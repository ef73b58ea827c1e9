// vis.rs — PVS / PHS decompression and cluster visibility queries
//
// Each cluster owns two run-length coded rows of `(numclusters + 7) / 8`
// bytes. A non-zero byte is literal; a zero byte is followed by a count of
// zero bytes to emit. A row that cannot be decoded cleanly fails open: every
// cluster is visible from it.

use std::collections::HashMap;
use std::sync::Arc;

use rayon::prelude::*;
use thiserror::Error;

use bspview_common::bspfile::{vis_row_bytes, DVIS_PHS, DVIS_PVS};
use bspview_common::lumps::VisibilityLump;

#[derive(Debug, Clone, Copy, PartialEq, Eq, Hash)]
pub enum VisSet {
    Pvs,
    Phs,
}

impl std::fmt::Display for VisSet {
    fn fmt(&self, f: &mut std::fmt::Formatter<'_>) -> std::fmt::Result {
        f.write_str(match self {
            VisSet::Pvs => "pvs",
            VisSet::Phs => "phs",
        })
    }
}

#[derive(Error, Debug, Clone, PartialEq, Eq)]
pub enum OverrunKind {
    #[error("run of {run} zeros at output byte {at} passes the {row}-byte row")]
    Output { at: usize, run: usize, row: usize },

    #[error("stream ended after {decoded} of {row} bytes")]
    Input { decoded: usize, row: usize },

    #[error("stream offset {offset} outside the lump")]
    BadOffset { offset: i32 },
}

/// A cluster row that failed to decode. The row reads as all visible.
#[derive(Error, Debug, Clone, PartialEq, Eq)]
#[error("{set} row of cluster {cluster}: {kind}")]
pub struct VisibilityDecodeOverrun {
    pub cluster: usize,
    pub set: VisSet,
    pub kind: OverrunKind,
}

/// Expand one compressed row into exactly `row` bytes.
pub fn decompress_vis(stream: &[u8], row: usize) -> Result<Vec<u8>, OverrunKind> {
    let mut out = Vec::with_capacity(row);
    let mut inp = 0;

    while out.len() < row {
        let Some(&b) = stream.get(inp) else {
            return Err(OverrunKind::Input {
                decoded: out.len(),
                row,
            });
        };
        if b != 0 {
            out.push(b);
            inp += 1;
            continue;
        }

        let Some(&count) = stream.get(inp + 1) else {
            return Err(OverrunKind::Input {
                decoded: out.len(),
                row,
            });
        };
        let run = count as usize;
        if out.len() + run > row {
            return Err(OverrunKind::Output {
                at: out.len(),
                run,
                row,
            });
        }
        out.resize(out.len() + run, 0);
        inp += 2;
    }

    Ok(out)
}

/// Decompressed rows, one slot per cluster. `None` marks a row that failed
/// to decode. Clusters whose offsets coincide share one row.
type Rows = Vec<Option<Arc<[u8]>>>;

/// Decoded visibility for every cluster.
#[derive(Debug, Clone, PartialEq, Eq)]
pub struct VisibilityTable {
    numclusters: usize,
    pvs: Rows,
    phs: Rows,
    novis: bool,
}

impl VisibilityTable {
    /// Table with no data; every query answers visible.
    pub fn all_visible() -> Self {
        Self {
            numclusters: 0,
            pvs: Vec::new(),
            phs: Vec::new(),
            novis: true,
        }
    }

    /// Decode every cluster's rows. Each distinct stream offset is expanded
    /// once; tables of at least `parallel_threshold` clusters are decoded
    /// on the rayon pool.
    pub fn decode(
        lump: &VisibilityLump,
        parallel_threshold: usize,
    ) -> (Self, Vec<VisibilityDecodeOverrun>) {
        if lump.is_empty() {
            return (Self::all_visible(), Vec::new());
        }

        let numclusters = lump.header.numclusters.max(0) as usize;
        let row = vis_row_bytes(numclusters);
        let table_end = 4 + numclusters as i64 * 8;

        let offset_of = |cluster: usize, set: VisSet| -> i32 {
            let which = match set {
                VisSet::Pvs => DVIS_PVS,
                VisSet::Phs => DVIS_PHS,
            };
            lump.header.bitofs.get(cluster).map_or(-1, |o| o[which])
        };
        let decode_at = |offset: i32| -> Result<Arc<[u8]>, OverrunKind> {
            if (offset as i64) < table_end || offset as usize >= lump.data.len() {
                return Err(OverrunKind::BadOffset { offset });
            }
            decompress_vis(&lump.data[offset as usize..], row).map(Arc::from)
        };

        let mut offsets: Vec<i32> = (0..numclusters)
            .flat_map(|c| [offset_of(c, VisSet::Pvs), offset_of(c, VisSet::Phs)])
            .collect();
        offsets.sort_unstable();
        offsets.dedup();

        let decoded: HashMap<i32, Result<Arc<[u8]>, OverrunKind>> =
            if numclusters >= parallel_threshold {
                offsets.into_par_iter().map(|o| (o, decode_at(o))).collect()
            } else {
                offsets.into_iter().map(|o| (o, decode_at(o))).collect()
            };

        let mut pvs = Vec::with_capacity(numclusters);
        let mut phs = Vec::with_capacity(numclusters);
        let mut errors = Vec::new();
        for cluster in 0..numclusters {
            for (set, rows) in [(VisSet::Pvs, &mut pvs), (VisSet::Phs, &mut phs)] {
                match &decoded[&offset_of(cluster, set)] {
                    Ok(bits) => rows.push(Some(Arc::clone(bits))),
                    Err(kind) => {
                        rows.push(None);
                        errors.push(VisibilityDecodeOverrun {
                            cluster,
                            set,
                            kind: kind.clone(),
                        });
                    }
                }
            }
        }

        (
            Self {
                numclusters,
                pvs,
                phs,
                novis: false,
            },
            errors,
        )
    }

    pub fn numclusters(&self) -> usize {
        self.numclusters
    }

    /// Answer every query with "visible".
    pub fn set_novis(&mut self, novis: bool) {
        self.novis = novis;
    }

    pub fn novis(&self) -> bool {
        self.novis
    }

    fn row(&self, set: VisSet, cluster: usize) -> Option<&[u8]> {
        let rows = match set {
            VisSet::Pvs => &self.pvs,
            VisSet::Phs => &self.phs,
        };
        rows.get(cluster)?.as_deref()
    }

    /// Decompressed PVS row of `cluster`. `None` for clusters out of range
    /// and for rows that failed to decode, which see every cluster.
    pub fn pvs_row(&self, cluster: usize) -> Option<&[u8]> {
        self.row(VisSet::Pvs, cluster)
    }

    pub fn phs_row(&self, cluster: usize) -> Option<&[u8]> {
        self.row(VisSet::Phs, cluster)
    }

    fn test(&self, set: VisSet, from: usize, to: usize) -> bool {
        if self.novis || to >= self.numclusters {
            return true;
        }
        match self.row(set, from) {
            Some(row) => row[to >> 3] & (1 << (to & 7)) != 0,
            None => true,
        }
    }

    pub fn is_visible(&self, from_cluster: usize, to_cluster: usize) -> bool {
        self.test(VisSet::Pvs, from_cluster, to_cluster)
    }

    pub fn is_hearable(&self, from_cluster: usize, to_cluster: usize) -> bool {
        self.test(VisSet::Phs, from_cluster, to_cluster)
    }
}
------------------------------------------------
What you will do
Restate the records above in full, keeping each line exactly as it stands.

Output of the exercise
repository ef73b58ea827c1e9
// vis.rs — PVS / PHS decompression and cluster visibility queries
//
// Each cluster owns two run-length coded rows of `(numclusters + 7) / 8`
// bytes. A non-zero byte is literal; a zero byte is followed by a count of
// zero bytes to emit. A row that cannot be decoded cleanly fails open: every
// cluster is visible from it.

use std::collections::HashMap;
use std::sync::Arc;

use rayon::prelude::*;
use thiserror::Error;

use bspview_common::bspfile::{vis_row_bytes, DVIS_PHS, DVIS_PVS};
use bspview_common::lumps::VisibilityLump;

#[derive(Debug, Clone, Copy, PartialEq, Eq, Hash)]
pub enum VisSet {
    Pvs,
    Phs,
}

impl std::fmt::Display for VisSet {
    fn fmt(&self, f: &mut std::fmt::Formatter<'_>) -> std::fmt::Result {
        f.write_str(match self {
            VisSet::Pvs => "pvs",
            VisSet::Phs => "phs",
        })
    }
}

#[derive(Error, Debug, Clone, PartialEq, Eq)]
pub enum OverrunKind {
    #[error("run of {run} zeros at output byte {at} passes the {row}-byte row")]
    Output { at: usize, run: usize, row: usize },

    #[error("stream ended after {decoded} of {row} bytes")]
    Input { decoded: usize, row: usize },

    #[error("stream offset {offset} outside the lump")]
    BadOffset { offset: i32 },
}

/// A cluster row that failed to decode. The row reads as all visible.
#[derive(Error, Debug, Clone, PartialEq, Eq)]
#[error("{set} row of cluster {cluster}: {kind}")]
pub struct VisibilityDecodeOverrun {
    pub cluster: usize,
    pub set: VisSet,
    pub kind: OverrunKind,
}

/// Expand one compressed row into exactly `row` bytes.
pub fn decompress_vis(stream: &[u8], row: usize) -> Result<Vec<u8>, OverrunKind> {
    let mut out = Vec::with_capacity(row);
    let mut inp = 0;

    while out.len() < row {
        let Some(&b) = stream.get(inp) else {
            return Err(OverrunKind::Input {
                decoded: out.len(),
                row,
            });
        };
        if b != 0 {
            out.push(b);
            inp += 1;
            continue;
        }

        let Some(&count) = stream.get(inp + 1) else {
            return Err(OverrunKind::Input {
                decoded: out.len(),
                row,
            });
        };
        let run = count as usize;
        if out.len() + run > row {
            return Err(OverrunKind::Output {
                at: out.len(),
                run,
                row,
            });
        }
        out.resize(out.len() + run, 0);
        inp += 2;
    }

    Ok(out)
}

/// Decompressed rows, one slot per cluster. `None` marks a row that failed
/// to decode. Clusters whose offsets coincide share one row.
type Rows = Vec<Option<Arc<[u8]>>>;

/// Decoded visibility for every cluster.
#[derive(Debug, Clone, PartialEq, Eq)]
pub struct VisibilityTable {
    numclusters: usize,
    pvs: Rows,
    phs: Rows,
    novis: bool,
}

impl VisibilityTable {
    /// Table with no data; every query answers visible.
    pub fn all_visible() -> Self {
        Self {
            numclusters: 0,
            pvs: Vec::new(),
            phs: Vec::new(),
            novis: true,
        }
    }

    /// Decode every cluster's rows. Each distinct stream offset is expanded
    /// once; tables of at least `parallel_threshold` clusters are decoded
    /// on the rayon pool.
    pub fn decode(
        lump: &VisibilityLump,
        parallel_threshold: usize,
    ) -> (Self, Vec<VisibilityDecodeOverrun>) {
        if lump.is_empty() {
            return (Self::all_visible(), Vec::new());
        }

        let numclusters = lump.header.numclusters.max(0) as usize;
        let row = vis_row_bytes(numclusters);
        let table_end = 4 + numclusters as i64 * 8;

        let offset_of = |cluster: usize, set: VisSet| -> i32 {
            let which = match set {
                VisSet::Pvs => DVIS_PVS,
                VisSet::Phs => DVIS_PHS,
            };
            lump.header.bitofs.get(cluster).map_or(-1, |o| o[which])
        };
        let decode_at = |offset: i32| -> Result<Arc<[u8]>, OverrunKind> {
            if (offset as i64) < table_end || offset as usize >= lump.data.len() {
                return Err(OverrunKind::BadOffset { offset });
            }
            decompress_vis(&lump.data[offset as usize..], row).map(Arc::from)
        };

        let mut offsets: Vec<i32> = (0..numclusters)
            .flat_map(|c| [offset_of(c, VisSet::Pvs), offset_of(c, VisSet::Phs)])
            .collect();
        offsets.sort_unstable();
        offsets.dedup();

        let decoded: HashMap<i32, Result<Arc<[u8]>, OverrunKind>> =
            if numclusters >= parallel_threshold {
                offsets.into_par_iter().map(|o| (o, decode_at(o))).collect()
            } else {
                offsets.into_iter().map(|o| (o, decode_at(o))).collect()
            };

        let mut pvs = Vec::with_capacity(numclusters);
        let mut phs = Vec::with_capacity(numclusters);
        let mut errors = Vec::new();
        for cluster in 0..numclusters {
            for (set, rows) in [(VisSet::Pvs, &mut pvs), (VisSet::Phs, &mut phs)] {
                match &decoded[&offset_of(cluster, set)] {
                    Ok(bits) => rows.push(Some(Arc::clone(bits))),
                    Err(kind) => {
                        rows.push(None);
                        errors.push(VisibilityDecodeOverrun {
                            cluster,
                            set,
                            kind: kind.clone(),
                        });
                    }
                }
            }
        }

        (
            Self {
                numclusters,
                pvs,
                phs,
                novis: false,
            },
            errors,
        )
    }

    pub fn numclusters(&self) -> usize {
        self.numclusters
    }

    /// Answer every query with "visible".
    pub fn set_novis(&mut self, novis: bool) {
        self.novis = novis;
    }

    pub fn novis(&self) -> bool {
        self.novis
    }

    fn row(&self, set: VisSet, cluster: usize) -> Option<&[u8]> {
        let rows = match set {
            VisSet::Pvs => &self.pvs,
            VisSet::Phs => &self.phs,
        };
        rows.get(cluster)?.as_deref()
    }

    /// Decompressed PVS row of `cluster`. `None` for clusters out of range
    /// and for rows that failed to decode, which see every cluster.
    pub fn pvs_row(&self, cluster: usize) -> Option<&[u8]> {
        self.row(VisSet::Pvs, cluster)
    }

    pub fn phs_row(&self, cluster: usize) -> Option<&[u8]> {
        self.row(VisSet::Phs, cluster)
    }

    fn test(&self, set: VisSet, from: usize, to: usize) -> bool {
        if self.novis || to >= self.numclusters {
            return true;
        }
        match self.row(set, from) {
            Some(row) => row[to >> 3] & (1 << (to & 7)) != 0,
            None => true,
        }
    }

    pub fn is_visible(&self, from_cluster: usize, to_cluster: usize) -> bool {
        self.test(VisSet::Pvs, from_cluster, to_cluster)
    }

    pub fn is_hearable(&self, from_cluster: usize, to_cluster: usize) -> bool {
        self.test(VisSet::Phs, from_cluster, to_cluster)
    }
}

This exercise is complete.